Mais le triplex festif d’Everybody 2023 s’érige au-dessus d’un sous-sol, et celui-ci est hanté par de drôles d’esprits et leur Onironauta. Deux pianistes, dont la chorégraphe-chanteuse Tania Carvalho, font chavirer l’Etude révolutionnaire de Chopin alors que les habitants d’un espace nocturne incertain déboulent dans tout leur grotesque, traînant avec eux de facétieux vestiges de l’histoire de la danse, entre ballet, butô et même Beckett jadis revu par Maguy Marin dans le fameux May B. Cette ribambelle de facétieux énergumènes fait sa fête, surfant sur les rêves de la chorégraphe qui laisse libre cours à son imaginaire débridé. Si ensuite la soirée enchaîne avec le Happy Hype du collectif Ouinch Ouinch, la folie passe du plateau vers la salle. Cinq fêtards, tout de folie vêtus, se déchaînent sur les vibes de la DJ Mulah et invitent le public à se laisser posséder à son tour, d’autant plus que le jour d’ouverture un DJ set afro et hip-hop est proposé pour une ronde nocturne jusqu’à épuisement. 

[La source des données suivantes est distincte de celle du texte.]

// SPDX-FileCopyrightText: 2026 Zoe Contributors
// SPDX-License-Identifier: MIT OR Apache-2.0

//! Module discovery.
//!
//! For every enabled module the loader probes the search roots for
//! `<root>/<name>/intents/`, merges the pattern files found there and binds
//! handlers from the catalog. Discovery never touches the classifier or the
//! executor; see [`crate::registration`] for that.

use std::collections::{BTreeMap, HashMap};
use std::path::{Component, Path, PathBuf};
use std::sync::Arc;

use tracing::{debug, info, warn};

use zoe_config::ModulesConfig;
use zoe_core::{IntentHandler, IntentPattern, ZoeError};

use crate::catalog::ModuleCatalog;
use crate::enablement::{Enablement, read_enablement};
use crate::manifest::{
    FileFormat, HANDLER_BINDING_FILE, HandlerBindings, parse_handler_bindings, parse_pattern_file,
};

/// Everything one enabled module contributes.
#[derive(Clone)]
pub struct ModuleIntentBundle {
    pub module_name: String,
    pub intents: BTreeMap<String, IntentPattern>,
    pub handlers: HashMap<String, Arc<dyn IntentHandler>>,
    /// The module's `intents/` directory.
    pub source_path: PathBuf,
}

impl std::fmt::Debug for ModuleIntentBundle {
    fn fmt(&self, f: &mut std::fmt::Formatter<'_>) -> std::fmt::Result {
        let mut handlers: Vec<&str> = self.handlers.keys().map(String::as_str).collect();
        handlers.sort_unstable();
        f.debug_struct("ModuleIntentBundle")
            .field("module_name", &self.module_name)
            .field("intents", &self.intents.keys().collect::<Vec<_>>())
            .field("handlers", &handlers)
            .field("source_path", &self.source_path)
            .finish()
    }
}

/// Status line for one enabled module, as shown by `zoe modules`.
#[derive(Debug, Clone, PartialEq, Eq)]
pub struct ModuleListing {
    pub name: String,
    /// Module directory, when one of the search roots has it.
    pub directory: Option<PathBuf>,
    pub intents: Vec<String>,
    pub handlers: Vec<String>,
    /// Load failure, if the module could not be loaded.
    pub error: Option<String>,
}

/// Discovers enabled modules on disk.
#[derive(Debug, Clone)]
pub struct ModuleLoader {
    config_paths: Vec<PathBuf>,
    search_roots: Vec<PathBuf>,
    catalog: ModuleCatalog,
}

impl ModuleLoader {
    /// A loader using the default container and local-checkout locations.
    pub fn new(catalog: ModuleCatalog) -> Self {
        Self::from_config(&ModulesConfig::default(), catalog)
    }

    pub fn from_config(config: &ModulesConfig, catalog: ModuleCatalog) -> Self {
        Self {
            config_paths: config.config_paths.iter().map(PathBuf::from).collect(),
            search_roots: config.search_roots.iter().map(PathBuf::from).collect(),
            catalog,
        }
    }

    pub fn with_config_paths(mut self, paths: Vec<PathBuf>) -> Self {
        self.config_paths = paths;
        self
    }

    pub fn with_search_roots(mut self, roots: Vec<PathBuf>) -> Self {
        self.search_roots = roots;
        self
    }

    pub fn catalog(&self) -> &ModuleCatalog {
        &self.catalog
    }

    /// Read the enablement list.
    pub fn enablement(&self) -> Result<Enablement, ZoeError> {
        read_enablement(&self.config_paths)
    }

    /// Load one bundle per enabled module that defines at least one intent.
    ///
    /// Per-module failures are logged and skip only that module. The only
    /// error returned is an unreadable or malformed enablement file.
    pub fn load_module_intents(&self) -> Result<Vec<ModuleIntentBundle>, ZoeError> {
        let enablement = self.enablement()?;
        let mut bundles = Vec::new();

        for name in &enablement.modules {
            match self.load_module(name) {
                Ok(Some(bundle)) => {
                    info!(
                        module = %name,
                        intents = bundle.intents.len(),
                        handlers = bundle.handlers.len(),
                        path = %bundle.source_path.display(),
                        "module intents loaded"
                    );
                    bundles.push(bundle);
                }
                Ok(None) => debug!(module = %name, "module contributes no intents, skipping"),
                Err(e) => warn!(module = %name, error = %e, "failed to load module, skipping"),
            }
        }

        Ok(bundles)
    }

    /// Load a single module by name.
    ///
    /// `Ok(None)` means the module has no directory, no `intents/` directory
    /// or no intent definitions.
    pub fn load_module(&self, name: &str) -> Result<Option<ModuleIntentBundle>, ZoeError> {
        validate_module_name(name)?;

        let Some(module_dir) = self.find_module_dir(name) else {
            debug!(module = %name, "module directory not found in any search root");
            return Ok(None);
        };
        let intents_dir = module_dir.join("intents");
        if !intents_dir.is_dir() {
            debug!(module = %name, dir = %module_dir.display(), "module has no intents directory");
            return Ok(None);
        }

        let intents = read_pattern_files(&intents_dir, name)?;
        if intents.is_empty() {
            return Ok(None);
        }

        let handlers = self.bind_handlers(&intents_dir, name)?;

        Ok(Some(ModuleIntentBundle {
            module_name: name.to_string(),
            intents,
            handlers,
            source_path: intents_dir,
        }))
    }

    /// Describe every enabled module without registering anything.
    pub fn list_modules(&self) -> Result<Vec<ModuleListing>, ZoeError> {
        let enablement = self.enablement()?;
        let listings = enablement
            .modules
            .into_iter()
            .map(|name| {
                let directory = self.find_module_dir(&name);
                match self.load_module(&name) {
                    Ok(bundle) => {
                        let (intents, handlers) = bundle
                            .map(|b| {
                                let mut handlers: Vec<String> = b.handlers.into_keys().collect();
                                handlers.sort_unstable();
                                (b.intents.into_keys().collect(), handlers)
                            })
                            .unwrap_or_default();
                        ModuleListing {
                            name,
                            directory,
                            intents,
                            handlers,
                            error: None,
                        }
                    }
                    Err(e) => ModuleListing {
                        name,
                        directory,
                        intents: Vec::new(),
                        handlers: Vec::new(),
                        error: Some(e.to_string()),
                    },
                }
            })
            .collect();
        Ok(listings)
    }

    /// First search root holding a directory named after the module.
    pub fn find_module_dir(&self, name: &str) -> Option<PathBuf> {
        self.search_roots
            .iter()
            .map(|root| root.join(name))
            .find(|candidate| candidate.is_dir())
    }

    fn bind_handlers(
        &self,
        intents_dir: &Path,
        module: &str,
    ) -> Result<HashMap<String, Arc<dyn IntentHandler>>, ZoeError> {
        let binding_path = intents_dir.join(HANDLER_BINDING_FILE);
        if !binding_path.is_file() {
            debug!(module, "no handler binding file, intents only");
            return Ok(HashMap::new());
        }

        let content = std::fs::read_to_string(&binding_path).map_err(|e| ZoeError::Module {
            module: module.to_string(),
            message: format!("cannot read {}: {e}", binding_path.display()),
        })?;
        let bindings = parse_handler_bindings(&content, module)?;
        self.resolve_bindings(&bindings, module)
    }

    fn resolve_bindings(
        &self,
        bindings: &HandlerBindings,
        module: &str,
    ) -> Result<HashMap<String, Arc<dyn IntentHandler>>, ZoeError> {
        let descriptor_name = bindings.descriptor_for(module);
        let descriptor = self.catalog.get(descriptor_name).ok_or_else(|| ZoeError::Module {
            module: module.to_string(),
            message: format!(
                "descriptor `{descriptor_name}` is not compiled in (available: {})",
                self.catalog.names().join(", ")
            ),
        })?;

        let mut handlers = descriptor.intent_handlers();
        if let Some(allowed) = &bindings.intents {
            for intent in allowed {
                if !handlers.contains_key(intent) {
                    warn!(module, descriptor = descriptor_name, intent = %intent,
                        "bound intent has no handler in descriptor");
                }
            }
            handlers.retain(|intent, _| bindings.allows(intent));
        }
        Ok(handlers)
    }
}

/// Module names are single path components.
fn validate_module_name(name: &str) -> Result<(), ZoeError> {
    let mut components = Path::new(name).components();
    match (components.next(), components.next()) {
        (Some(Component::Normal(_)), None) => Ok(()),
        _ => Err(ZoeError::Module {
            module: name.to_string(),
            message: "module names must be a single directory name".to_string(),
        }),
    }
}

/// Merge every YAML or TOML pattern file in `intents_dir`, in file-name order.
fn read_pattern_files(
    intents_dir: &Path,
    module: &str,
) -> Result<BTreeMap<String, IntentPattern>, ZoeError> {
    let read_err = |e: std::io::Error| ZoeError::Module {
        module: module.to_string(),
        message: format!("cannot read {}: {e}", intents_dir.display()),
    };

    let mut files: Vec<(PathBuf, FileFormat)> = std::fs::read_dir(intents_dir)
        .map_err(read_err)?
        .map(|entry| entry.map(|e| e.path()))
        .collect::<Result<Vec<_>, _>>()
        .map_err(read_err)?
        .into_iter()
        .filter(|path| path.is_file() && path.file_name().is_some_and(|n| n != HANDLER_BINDING_FILE))
        .filter_map(|path| FileFormat::from_path(&path).map(|format| (path, format)))
        .collect();
    files.sort_by(|a, b| a.0.cmp(&b.0));

    let mut merged = BTreeMap::new();
    for (file, format) in files {
        let content = std::fs::read_to_string(&file).map_err(read_err)?;
        for (intent, pattern) in parse_pattern_file(&content, format, module)? {
            if merged.insert(intent.clone(), pattern).is_some() {
                debug!(module, intent = %intent, file = %file.display(),
                    "later pattern file overrides intent");
            }
        }
    }
    Ok(merged)
}
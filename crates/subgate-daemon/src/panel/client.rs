//! REST client for the remote VPN panel.
//!
//! Uses reqwest to call the panel's user and subscription endpoints, with a
//! bounded request timeout and status-code translation into [`PanelError`].

use std::time::Duration;

use async_trait::async_trait;
use reqwest::StatusCode;
use reqwest::header::{AUTHORIZATION, HeaderMap, HeaderValue};

use super::types::{CreateUserBody, PanelUser};
use super::{PanelAccount, PanelAdapter, PanelError, PanelSubscription};

/// Configuration for connecting to a panel instance.
#[derive(Debug, Clone)]
pub struct PanelConfig {
    /// Panel base URL (e.g., "<https://panel.example.com>").
    pub base_url: String,
    /// API token with user-management permissions.
    pub token: String,
    /// Upper bound for any single panel request; a timeout surfaces as
    /// [`PanelError::Transient`].
    pub timeout: Duration,
}

impl PanelConfig {
    /// Config with the default 30-second request timeout.
    pub fn new(base_url: impl Into<String>, token: impl Into<String>) -> Self {
        Self {
            base_url: base_url.into(),
            token: token.into(),
            timeout: Duration::from_secs(30),
        }
    }
}

/// Error constructing a [`PanelClient`] from an invalid configuration.
#[derive(Debug, thiserror::Error)]
#[error("panel configuration error: {0}")]
pub struct PanelConfigError(String);

/// Panel REST API client.
#[derive(Debug)]
pub struct PanelClient {
    http: reqwest::Client,
    base_url: String,
}

impl PanelClient {
    /// Create a new panel API client.
    pub fn new(config: &PanelConfig) -> Result<Self, PanelConfigError> {
        if config.base_url.is_empty() {
            return Err(PanelConfigError("base_url is empty".into()));
        }
        if config.token.is_empty() {
            return Err(PanelConfigError("token is empty".into()));
        }

        let mut headers = HeaderMap::new();
        let token_val = HeaderValue::from_str(&format!("Bearer {}", config.token))
            .map_err(|_| PanelConfigError("Invalid token format".into()))?;
        headers.insert(AUTHORIZATION, token_val);

        // Ensure a TLS crypto provider is installed (reqwest uses rustls-no-provider).
        // The `Err` case just means it was already installed -- safe to ignore.
        let _ = rustls::crypto::ring::default_provider().install_default();

        let http = reqwest::Client::builder()
            .default_headers(headers)
            .timeout(config.timeout)
            .build()
            .map_err(|e| PanelConfigError(e.to_string()))?;

        let base_url = config.base_url.trim_end_matches('/').to_string();
        Ok(Self { http, base_url })
    }

    /// Build the panel API URL for a given path.
    pub(crate) fn api_url(&self, path: &str) -> String {
        format!("{}/api{}", self.base_url, path)
    }

    /// Translate a non-success HTTP status into the uniform error taxonomy.
    pub(crate) fn translate_status(status: StatusCode) -> Option<PanelError> {
        if status.is_success() {
            return None;
        }
        let message = format!(
            "{} {}",
            status.as_u16(),
            status.canonical_reason().unwrap_or("Unknown")
        );
        Some(match status.as_u16() {
            401 | 403 => PanelError::Auth(message),
            404 => PanelError::NotFound(message),
            400 | 409 | 422 => PanelError::Validation(message),
            _ => PanelError::Transient(message),
        })
    }

    /// Check HTTP response status, returning the translated error for
    /// non-success codes.
    fn check_status(resp: &reqwest::Response) -> Result<(), PanelError> {
        match Self::translate_status(resp.status()) {
            Some(err) => Err(err),
            None => Ok(()),
        }
    }
}

#[async_trait]
impl PanelAdapter for PanelClient {
    async fn create_account(&self, username: &str) -> Result<PanelAccount, PanelError> {
        let url = self.api_url("/users");
        let body = CreateUserBody {
            username,
            status: "ACTIVE",
        };
        let resp = self.http.post(&url).json(&body).send().await?;
        Self::check_status(&resp)?;
        let user: PanelUser = resp.json().await?;
        Ok(PanelAccount {
            remote_id: user.uuid,
            short_id: user.short_uuid,
            subscription_url: user.subscription_url,
        })
    }

    async fn delete_account(&self, remote_id: &str) -> Result<(), PanelError> {
        let url = self.api_url(&format!("/users/{remote_id}"));
        let resp = self.http.delete(&url).send().await?;
        Self::check_status(&resp)
    }

    async fn set_blocked(&self, remote_id: &str, blocked: bool) -> Result<(), PanelError> {
        let action = if blocked { "disable" } else { "enable" };
        let url = self.api_url(&format!("/users/{remote_id}/actions/{action}"));
        let resp = self.http.post(&url).send().await?;
        Self::check_status(&resp)
    }

    async fn fetch_subscription(&self, short_id: &str) -> Result<String, PanelError> {
        let url = self.api_url(&format!("/sub/{short_id}"));
        let resp = self.http.get(&url).send().await?;
        Self::check_status(&resp)?;
        let raw = resp.bytes().await?;
        Ok(subgate_core::db::base64_encode(&raw))
    }

    async fn reissue_subscription(
        &self,
        remote_id: &str,
    ) -> Result<PanelSubscription, PanelError> {
        let url = self.api_url(&format!("/users/{remote_id}/actions/revoke"));
        let resp = self.http.post(&url).send().await?;
        Self::check_status(&resp)?;
        let user: PanelUser = resp.json().await?;
        Ok(PanelSubscription {
            short_id: user.short_uuid,
            subscription_url: user.subscription_url,
        })
    }
}
//! Shared tracing/logging initialization.
//!
//! The daemon binary and test harnesses set up `tracing_subscriber` the same
//! way: an env-filter plus either a human-readable or a JSON fmt layer.

use tracing_subscriber::{layer::SubscriberExt, util::SubscriberInitExt};

/// Initialise the global tracing subscriber.
///
/// * `default_filter` -- default `RUST_LOG` value when the env-var is not set
///   (e.g. `"subgate_daemon=info"`).
/// * `log_json` -- when `true`, emit structured JSON log lines instead of the
///   human-readable format.
pub fn init_tracing(default_filter: &str, log_json: bool) {
    let env_filter = tracing_subscriber::EnvFilter::new(
        std::env::var("RUST_LOG").unwrap_or_else(|_| default_filter.into()),
    );
    if log_json {
        tracing_subscriber::registry()
            .with(env_filter)
            .with(tracing_subscriber::fmt::layer().json())
            .init();
    } else {
        tracing_subscriber::registry()
            .with(env_filter)
            .with(tracing_subscriber::fmt::layer())
            .init();
    }
}
//! Subgate Daemon Library
//!
//! Core functionality for the Subgate daemon:
//! - Lifecycle coordinator sequencing remote-panel and local-store mutations
//! - SQLite storage for clients and the append-only operation audit log
//! - Remote VPN panel adapter (trait + reqwest implementation)
//! - REST API surface for clients and audit queries
//! - Background expiry monitor

pub mod expiry;
pub mod http;
pub mod lifecycle;
pub mod panel;
pub mod storage;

Viendra alors le second triplex, où le corps se met à parler sans tabous. Il se rappelle les ébullitions hormonales de l’adolescence et les troubles de l’identité, du désir, de la rage, dans Plutôt vomir que faillir de Rebecca Chaillon, une performance autour de la découverte du corps qui avance vers l’âge adulte, parfois à travers des crises fiévreuses. Plus violent encore : chez certains, les hormones démentent l’apparente appartenance au genre. La performeuse brésilienne Renata Carvalho (sans parenté avec la Portugaise Tania), s’est trouvée l’objet d’une haine violente en son pays. Transsexuelle, elle se trouve malgré elle au cœur de luttes idéologiques meurtrières. Pour se réapproprier son corps, elle le dévoile sur scène faisant d’elle-même l’objet d’une branche personnelle de l’anthropologie. Son Manifeste transpophagique lui permet de s’extraire de la violence des regards. C’est une reconstruction, comme dans les créations d’Eric Minh Cuong Castaing où se rencontrent des corps aux capacités cinétiques très diverses. Dans Forme(s) de vie, les danseurs se métamorphosent en prothèses vivantes pour personnes en perte de mobilité physique. Et les corps empêchés redeviennent virtuoses. On peut repasser à la fête…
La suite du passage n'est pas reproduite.